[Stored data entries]
%%
//! messages command - Show list-level messages from both lists

use anyhow::Result;

use super::Context;
use crate::ui::output;

/// Show list-level messages, masterlist first.
pub fn messages(ctx: &Context, eval: bool) -> Result<()> {
    let store = ctx.open_store()?;
    let messages = store.general_messages(eval)?;

    if ctx.json {
        println!("{}", serde_json::to_string_pretty(&messages)?);
        return Ok(());
    }

    for message in &messages {
        output::print(output::render_message(message), ctx.verbosity);
    }
    Ok(())
}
%%
• **What the task requires**: Every record above belongs in the answer, reproduced exactly.

• **Output of the task**:
//! messages command - Show list-level messages from both lists

use anyhow::Result;

use super::Context;
use crate::ui::output;

/// Show list-level messages, masterlist first.
pub fn messages(ctx: &Context, eval: bool) -> Result<()> {
    let store = ctx.open_store()?;
    let messages = store.general_messages(eval)?;

    if ctx.json {
        println!("{}", serde_json::to_string_pretty(&messages)?);
        return Ok(());
    }

    for message in &messages {
        output::print(output::render_message(message), ctx.verbosity);
    }
    Ok(())
}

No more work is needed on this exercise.